YOUR OBJECTIVE >>
Lines of the listing below that contain the string "CheckOutcome" are to be returned.

ENTRIES PROVIDED >>
★ ★ ★ ★

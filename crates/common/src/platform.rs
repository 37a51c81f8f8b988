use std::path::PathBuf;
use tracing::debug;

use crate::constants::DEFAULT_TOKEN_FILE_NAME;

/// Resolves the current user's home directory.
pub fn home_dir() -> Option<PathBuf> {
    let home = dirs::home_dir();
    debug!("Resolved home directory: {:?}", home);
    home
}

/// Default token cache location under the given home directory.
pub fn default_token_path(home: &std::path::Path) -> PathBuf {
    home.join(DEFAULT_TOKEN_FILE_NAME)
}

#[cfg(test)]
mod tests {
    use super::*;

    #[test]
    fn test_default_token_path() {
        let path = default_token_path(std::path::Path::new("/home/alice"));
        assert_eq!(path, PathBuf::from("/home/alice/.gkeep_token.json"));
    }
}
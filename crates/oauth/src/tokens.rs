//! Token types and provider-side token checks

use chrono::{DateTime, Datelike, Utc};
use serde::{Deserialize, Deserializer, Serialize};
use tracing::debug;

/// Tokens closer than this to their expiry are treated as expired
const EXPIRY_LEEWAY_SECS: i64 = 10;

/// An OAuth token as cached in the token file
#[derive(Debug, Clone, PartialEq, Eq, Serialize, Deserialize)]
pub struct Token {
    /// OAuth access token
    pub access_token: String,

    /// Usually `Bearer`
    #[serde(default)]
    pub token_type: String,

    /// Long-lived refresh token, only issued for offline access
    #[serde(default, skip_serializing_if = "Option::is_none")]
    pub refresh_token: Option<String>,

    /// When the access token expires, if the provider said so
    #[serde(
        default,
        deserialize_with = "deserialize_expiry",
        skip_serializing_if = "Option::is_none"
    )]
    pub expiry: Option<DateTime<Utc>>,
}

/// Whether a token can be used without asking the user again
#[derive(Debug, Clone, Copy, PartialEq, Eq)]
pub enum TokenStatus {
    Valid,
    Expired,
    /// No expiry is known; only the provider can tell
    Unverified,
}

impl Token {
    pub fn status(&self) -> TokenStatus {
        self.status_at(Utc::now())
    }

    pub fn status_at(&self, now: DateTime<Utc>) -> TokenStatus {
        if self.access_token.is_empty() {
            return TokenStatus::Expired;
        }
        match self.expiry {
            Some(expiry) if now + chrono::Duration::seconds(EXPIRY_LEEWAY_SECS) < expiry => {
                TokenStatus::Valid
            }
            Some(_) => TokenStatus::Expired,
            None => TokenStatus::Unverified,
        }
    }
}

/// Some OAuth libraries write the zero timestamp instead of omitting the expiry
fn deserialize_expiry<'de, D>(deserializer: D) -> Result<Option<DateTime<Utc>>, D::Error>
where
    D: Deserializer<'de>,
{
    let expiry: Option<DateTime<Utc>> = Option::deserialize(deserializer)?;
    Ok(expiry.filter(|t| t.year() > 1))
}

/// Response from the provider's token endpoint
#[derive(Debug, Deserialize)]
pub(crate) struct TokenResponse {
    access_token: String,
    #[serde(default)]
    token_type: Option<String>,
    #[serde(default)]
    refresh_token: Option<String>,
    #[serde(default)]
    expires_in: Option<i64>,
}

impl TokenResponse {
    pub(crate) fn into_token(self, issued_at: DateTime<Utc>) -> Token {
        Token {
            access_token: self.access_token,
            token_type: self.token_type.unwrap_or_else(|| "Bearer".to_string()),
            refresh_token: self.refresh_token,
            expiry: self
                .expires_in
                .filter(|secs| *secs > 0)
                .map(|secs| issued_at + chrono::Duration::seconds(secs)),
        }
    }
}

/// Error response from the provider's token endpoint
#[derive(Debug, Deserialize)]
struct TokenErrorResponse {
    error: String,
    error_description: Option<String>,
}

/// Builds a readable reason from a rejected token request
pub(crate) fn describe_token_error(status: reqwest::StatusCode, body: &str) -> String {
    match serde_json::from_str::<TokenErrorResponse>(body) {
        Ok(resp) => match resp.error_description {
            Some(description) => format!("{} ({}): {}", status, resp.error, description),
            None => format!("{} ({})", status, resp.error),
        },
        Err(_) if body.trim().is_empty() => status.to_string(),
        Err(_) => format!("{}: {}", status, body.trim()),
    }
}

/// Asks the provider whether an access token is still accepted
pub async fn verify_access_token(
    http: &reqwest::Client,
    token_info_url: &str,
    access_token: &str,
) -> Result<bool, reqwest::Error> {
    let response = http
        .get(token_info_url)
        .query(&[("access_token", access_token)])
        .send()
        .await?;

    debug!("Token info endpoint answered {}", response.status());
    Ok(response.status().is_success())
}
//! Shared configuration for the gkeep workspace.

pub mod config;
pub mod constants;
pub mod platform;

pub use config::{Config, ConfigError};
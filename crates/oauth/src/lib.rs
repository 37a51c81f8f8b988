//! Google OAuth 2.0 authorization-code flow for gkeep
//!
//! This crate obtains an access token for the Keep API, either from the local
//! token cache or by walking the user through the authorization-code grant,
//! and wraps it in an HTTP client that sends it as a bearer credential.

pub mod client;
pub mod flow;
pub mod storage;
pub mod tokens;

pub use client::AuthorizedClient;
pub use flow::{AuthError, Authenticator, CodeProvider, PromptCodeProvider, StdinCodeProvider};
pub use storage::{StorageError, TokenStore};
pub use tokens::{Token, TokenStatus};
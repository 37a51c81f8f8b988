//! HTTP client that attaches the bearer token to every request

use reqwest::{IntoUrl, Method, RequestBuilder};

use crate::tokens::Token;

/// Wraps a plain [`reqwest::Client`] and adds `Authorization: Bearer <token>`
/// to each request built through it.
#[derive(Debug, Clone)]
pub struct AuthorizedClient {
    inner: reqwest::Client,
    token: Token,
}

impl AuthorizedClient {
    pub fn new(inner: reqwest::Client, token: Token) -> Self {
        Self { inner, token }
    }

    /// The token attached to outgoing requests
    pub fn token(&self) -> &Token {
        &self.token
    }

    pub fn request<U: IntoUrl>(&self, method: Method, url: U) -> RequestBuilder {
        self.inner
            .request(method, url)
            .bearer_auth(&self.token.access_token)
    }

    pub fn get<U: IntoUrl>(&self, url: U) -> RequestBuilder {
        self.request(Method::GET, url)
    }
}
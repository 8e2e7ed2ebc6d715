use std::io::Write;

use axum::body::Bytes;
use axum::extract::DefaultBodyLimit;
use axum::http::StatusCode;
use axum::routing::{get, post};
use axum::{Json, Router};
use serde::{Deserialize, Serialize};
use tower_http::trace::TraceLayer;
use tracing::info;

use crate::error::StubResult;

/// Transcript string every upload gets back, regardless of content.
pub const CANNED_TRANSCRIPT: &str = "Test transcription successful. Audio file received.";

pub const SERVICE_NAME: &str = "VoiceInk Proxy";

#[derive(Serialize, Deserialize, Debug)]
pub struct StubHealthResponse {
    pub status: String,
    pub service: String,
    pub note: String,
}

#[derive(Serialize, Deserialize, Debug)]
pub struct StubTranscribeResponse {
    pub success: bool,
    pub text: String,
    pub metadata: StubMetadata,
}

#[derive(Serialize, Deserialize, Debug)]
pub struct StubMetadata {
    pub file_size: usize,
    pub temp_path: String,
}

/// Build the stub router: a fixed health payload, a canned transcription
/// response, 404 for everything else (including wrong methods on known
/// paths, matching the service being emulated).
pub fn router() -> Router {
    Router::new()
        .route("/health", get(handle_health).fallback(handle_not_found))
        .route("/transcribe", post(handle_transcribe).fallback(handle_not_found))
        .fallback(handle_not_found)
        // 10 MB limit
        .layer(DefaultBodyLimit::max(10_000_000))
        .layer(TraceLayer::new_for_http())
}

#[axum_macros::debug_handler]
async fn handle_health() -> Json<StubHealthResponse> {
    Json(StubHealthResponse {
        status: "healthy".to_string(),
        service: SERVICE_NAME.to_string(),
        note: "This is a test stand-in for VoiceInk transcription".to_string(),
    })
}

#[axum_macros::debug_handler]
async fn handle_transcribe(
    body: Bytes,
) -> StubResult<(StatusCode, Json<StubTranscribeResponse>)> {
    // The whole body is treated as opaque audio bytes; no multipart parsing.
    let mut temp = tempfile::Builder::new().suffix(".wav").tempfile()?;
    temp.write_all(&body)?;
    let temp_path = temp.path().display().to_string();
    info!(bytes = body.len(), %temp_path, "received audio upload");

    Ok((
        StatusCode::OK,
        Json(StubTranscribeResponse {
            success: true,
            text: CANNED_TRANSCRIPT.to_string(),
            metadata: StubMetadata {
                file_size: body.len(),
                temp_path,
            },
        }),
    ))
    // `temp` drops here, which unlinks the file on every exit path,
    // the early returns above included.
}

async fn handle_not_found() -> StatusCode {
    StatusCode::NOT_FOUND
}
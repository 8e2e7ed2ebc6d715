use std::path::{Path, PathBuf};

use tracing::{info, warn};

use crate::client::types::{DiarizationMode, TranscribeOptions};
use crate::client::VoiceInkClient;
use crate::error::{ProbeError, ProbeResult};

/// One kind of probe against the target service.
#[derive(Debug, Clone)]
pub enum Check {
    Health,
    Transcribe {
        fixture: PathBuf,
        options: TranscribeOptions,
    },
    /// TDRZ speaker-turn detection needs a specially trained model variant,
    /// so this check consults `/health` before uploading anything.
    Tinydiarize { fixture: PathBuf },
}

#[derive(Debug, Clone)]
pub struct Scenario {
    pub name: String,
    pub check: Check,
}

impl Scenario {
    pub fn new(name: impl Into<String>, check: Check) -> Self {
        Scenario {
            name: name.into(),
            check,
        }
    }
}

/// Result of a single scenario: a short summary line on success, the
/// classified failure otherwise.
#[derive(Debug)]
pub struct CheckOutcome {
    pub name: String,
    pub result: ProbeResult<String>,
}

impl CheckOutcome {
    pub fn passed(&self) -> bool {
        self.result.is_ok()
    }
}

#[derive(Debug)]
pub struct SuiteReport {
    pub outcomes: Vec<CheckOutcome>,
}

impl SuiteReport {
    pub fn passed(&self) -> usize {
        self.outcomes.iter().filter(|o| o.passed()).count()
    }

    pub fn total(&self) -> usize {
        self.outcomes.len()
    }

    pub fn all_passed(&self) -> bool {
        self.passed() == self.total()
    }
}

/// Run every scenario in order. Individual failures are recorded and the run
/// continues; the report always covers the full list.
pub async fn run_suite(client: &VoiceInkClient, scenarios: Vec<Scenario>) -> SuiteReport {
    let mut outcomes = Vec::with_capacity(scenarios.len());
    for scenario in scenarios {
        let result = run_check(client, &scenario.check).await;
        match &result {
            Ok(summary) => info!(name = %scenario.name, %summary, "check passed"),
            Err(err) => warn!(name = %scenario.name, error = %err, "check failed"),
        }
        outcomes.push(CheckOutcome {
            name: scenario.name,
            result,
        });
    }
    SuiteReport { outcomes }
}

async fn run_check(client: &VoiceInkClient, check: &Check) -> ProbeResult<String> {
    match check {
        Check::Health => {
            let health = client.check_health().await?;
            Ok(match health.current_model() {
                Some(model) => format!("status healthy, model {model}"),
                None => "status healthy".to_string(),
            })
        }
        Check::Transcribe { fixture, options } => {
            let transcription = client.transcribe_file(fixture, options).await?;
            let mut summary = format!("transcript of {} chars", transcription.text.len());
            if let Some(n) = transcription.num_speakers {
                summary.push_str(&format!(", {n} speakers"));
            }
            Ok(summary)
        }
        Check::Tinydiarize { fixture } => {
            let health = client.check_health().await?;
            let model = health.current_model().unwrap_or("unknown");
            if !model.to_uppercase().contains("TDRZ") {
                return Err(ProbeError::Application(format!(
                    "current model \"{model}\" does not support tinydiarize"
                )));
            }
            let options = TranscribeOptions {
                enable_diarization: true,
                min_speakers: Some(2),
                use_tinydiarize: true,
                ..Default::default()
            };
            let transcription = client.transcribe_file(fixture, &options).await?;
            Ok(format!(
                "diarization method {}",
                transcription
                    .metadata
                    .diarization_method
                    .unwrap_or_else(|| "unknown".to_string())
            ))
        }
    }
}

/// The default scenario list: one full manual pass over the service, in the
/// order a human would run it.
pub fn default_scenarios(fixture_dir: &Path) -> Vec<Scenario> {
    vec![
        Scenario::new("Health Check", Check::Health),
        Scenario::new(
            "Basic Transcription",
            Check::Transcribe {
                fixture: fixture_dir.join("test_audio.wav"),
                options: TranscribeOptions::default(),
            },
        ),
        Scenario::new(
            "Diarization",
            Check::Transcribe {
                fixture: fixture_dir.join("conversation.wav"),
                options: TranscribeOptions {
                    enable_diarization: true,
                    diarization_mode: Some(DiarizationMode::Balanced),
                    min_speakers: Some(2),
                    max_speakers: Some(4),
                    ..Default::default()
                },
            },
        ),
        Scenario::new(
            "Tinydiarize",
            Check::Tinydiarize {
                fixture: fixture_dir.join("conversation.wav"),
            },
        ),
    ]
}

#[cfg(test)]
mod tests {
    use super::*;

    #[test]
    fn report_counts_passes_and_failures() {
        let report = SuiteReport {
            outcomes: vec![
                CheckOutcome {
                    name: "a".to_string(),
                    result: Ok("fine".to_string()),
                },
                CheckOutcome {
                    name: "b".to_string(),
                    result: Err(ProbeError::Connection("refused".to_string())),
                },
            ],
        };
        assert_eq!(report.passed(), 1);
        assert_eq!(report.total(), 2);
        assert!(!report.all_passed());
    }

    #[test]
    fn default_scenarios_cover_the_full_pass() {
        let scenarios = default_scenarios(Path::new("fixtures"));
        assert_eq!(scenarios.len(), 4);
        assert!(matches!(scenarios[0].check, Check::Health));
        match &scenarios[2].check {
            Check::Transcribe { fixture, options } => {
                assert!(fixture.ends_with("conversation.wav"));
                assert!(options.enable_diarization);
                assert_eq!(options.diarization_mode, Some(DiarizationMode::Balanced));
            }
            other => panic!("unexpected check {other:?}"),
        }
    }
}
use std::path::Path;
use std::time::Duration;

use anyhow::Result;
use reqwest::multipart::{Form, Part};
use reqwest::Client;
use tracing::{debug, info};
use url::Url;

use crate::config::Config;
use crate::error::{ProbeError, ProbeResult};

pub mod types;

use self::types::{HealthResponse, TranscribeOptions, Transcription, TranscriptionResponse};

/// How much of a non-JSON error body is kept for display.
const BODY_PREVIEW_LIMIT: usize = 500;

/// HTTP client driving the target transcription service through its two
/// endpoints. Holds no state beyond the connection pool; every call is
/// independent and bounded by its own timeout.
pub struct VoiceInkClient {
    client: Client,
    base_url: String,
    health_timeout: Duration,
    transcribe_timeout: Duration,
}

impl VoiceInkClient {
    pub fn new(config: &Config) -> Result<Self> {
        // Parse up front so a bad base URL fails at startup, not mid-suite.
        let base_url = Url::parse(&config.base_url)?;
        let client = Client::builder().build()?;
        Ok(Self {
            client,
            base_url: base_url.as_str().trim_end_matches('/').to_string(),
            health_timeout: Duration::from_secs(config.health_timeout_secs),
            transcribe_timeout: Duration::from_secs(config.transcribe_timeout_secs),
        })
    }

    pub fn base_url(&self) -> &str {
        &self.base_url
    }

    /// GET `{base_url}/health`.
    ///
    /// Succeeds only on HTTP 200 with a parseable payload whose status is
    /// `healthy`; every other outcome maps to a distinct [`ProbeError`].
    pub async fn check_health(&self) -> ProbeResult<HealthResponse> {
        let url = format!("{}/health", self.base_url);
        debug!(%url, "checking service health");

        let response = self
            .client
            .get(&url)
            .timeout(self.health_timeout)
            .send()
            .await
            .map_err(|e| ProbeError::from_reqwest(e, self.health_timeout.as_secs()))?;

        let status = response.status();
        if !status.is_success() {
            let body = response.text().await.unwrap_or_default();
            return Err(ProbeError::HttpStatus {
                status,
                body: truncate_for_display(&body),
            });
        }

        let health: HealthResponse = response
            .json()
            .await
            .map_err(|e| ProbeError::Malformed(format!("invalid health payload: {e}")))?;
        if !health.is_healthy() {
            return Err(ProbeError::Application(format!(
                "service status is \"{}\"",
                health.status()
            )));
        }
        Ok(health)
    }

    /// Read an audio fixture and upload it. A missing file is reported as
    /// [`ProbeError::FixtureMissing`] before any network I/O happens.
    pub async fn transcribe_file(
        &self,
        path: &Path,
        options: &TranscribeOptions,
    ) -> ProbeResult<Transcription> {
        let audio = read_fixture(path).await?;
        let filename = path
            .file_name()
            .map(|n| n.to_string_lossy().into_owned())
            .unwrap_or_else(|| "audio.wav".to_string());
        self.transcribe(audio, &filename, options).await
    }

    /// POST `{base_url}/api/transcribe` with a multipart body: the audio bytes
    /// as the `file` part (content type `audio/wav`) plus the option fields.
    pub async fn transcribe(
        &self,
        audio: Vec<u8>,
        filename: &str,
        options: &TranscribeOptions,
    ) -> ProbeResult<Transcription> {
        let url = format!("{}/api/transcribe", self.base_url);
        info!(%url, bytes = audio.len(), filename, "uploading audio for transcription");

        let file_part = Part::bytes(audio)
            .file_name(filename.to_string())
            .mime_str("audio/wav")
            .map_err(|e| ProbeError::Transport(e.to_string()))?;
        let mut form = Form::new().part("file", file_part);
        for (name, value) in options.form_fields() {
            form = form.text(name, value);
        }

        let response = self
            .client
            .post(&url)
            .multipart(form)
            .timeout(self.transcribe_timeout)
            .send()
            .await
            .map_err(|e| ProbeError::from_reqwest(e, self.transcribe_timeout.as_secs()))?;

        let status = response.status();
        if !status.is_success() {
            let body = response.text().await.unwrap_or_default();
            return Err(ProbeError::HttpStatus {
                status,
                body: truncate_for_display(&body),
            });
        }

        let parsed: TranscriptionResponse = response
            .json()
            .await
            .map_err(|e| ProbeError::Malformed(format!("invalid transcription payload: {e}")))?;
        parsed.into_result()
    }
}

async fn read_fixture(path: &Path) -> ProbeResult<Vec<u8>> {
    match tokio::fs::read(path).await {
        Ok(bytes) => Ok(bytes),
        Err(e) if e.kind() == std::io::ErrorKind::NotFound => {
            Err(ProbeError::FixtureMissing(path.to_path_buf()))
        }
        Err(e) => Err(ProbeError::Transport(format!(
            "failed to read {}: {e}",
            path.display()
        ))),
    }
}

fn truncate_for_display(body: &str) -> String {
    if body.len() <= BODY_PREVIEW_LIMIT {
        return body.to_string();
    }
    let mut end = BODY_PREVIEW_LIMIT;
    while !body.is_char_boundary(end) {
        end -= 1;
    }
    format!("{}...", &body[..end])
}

★ ★ ★ ★

RESPONSE TO THE EXERCISE >>
pub struct CheckOutcome {
impl CheckOutcome {
    pub outcomes: Vec<CheckOutcome>,
        outcomes.push(CheckOutcome {
                CheckOutcome {
                CheckOutcome {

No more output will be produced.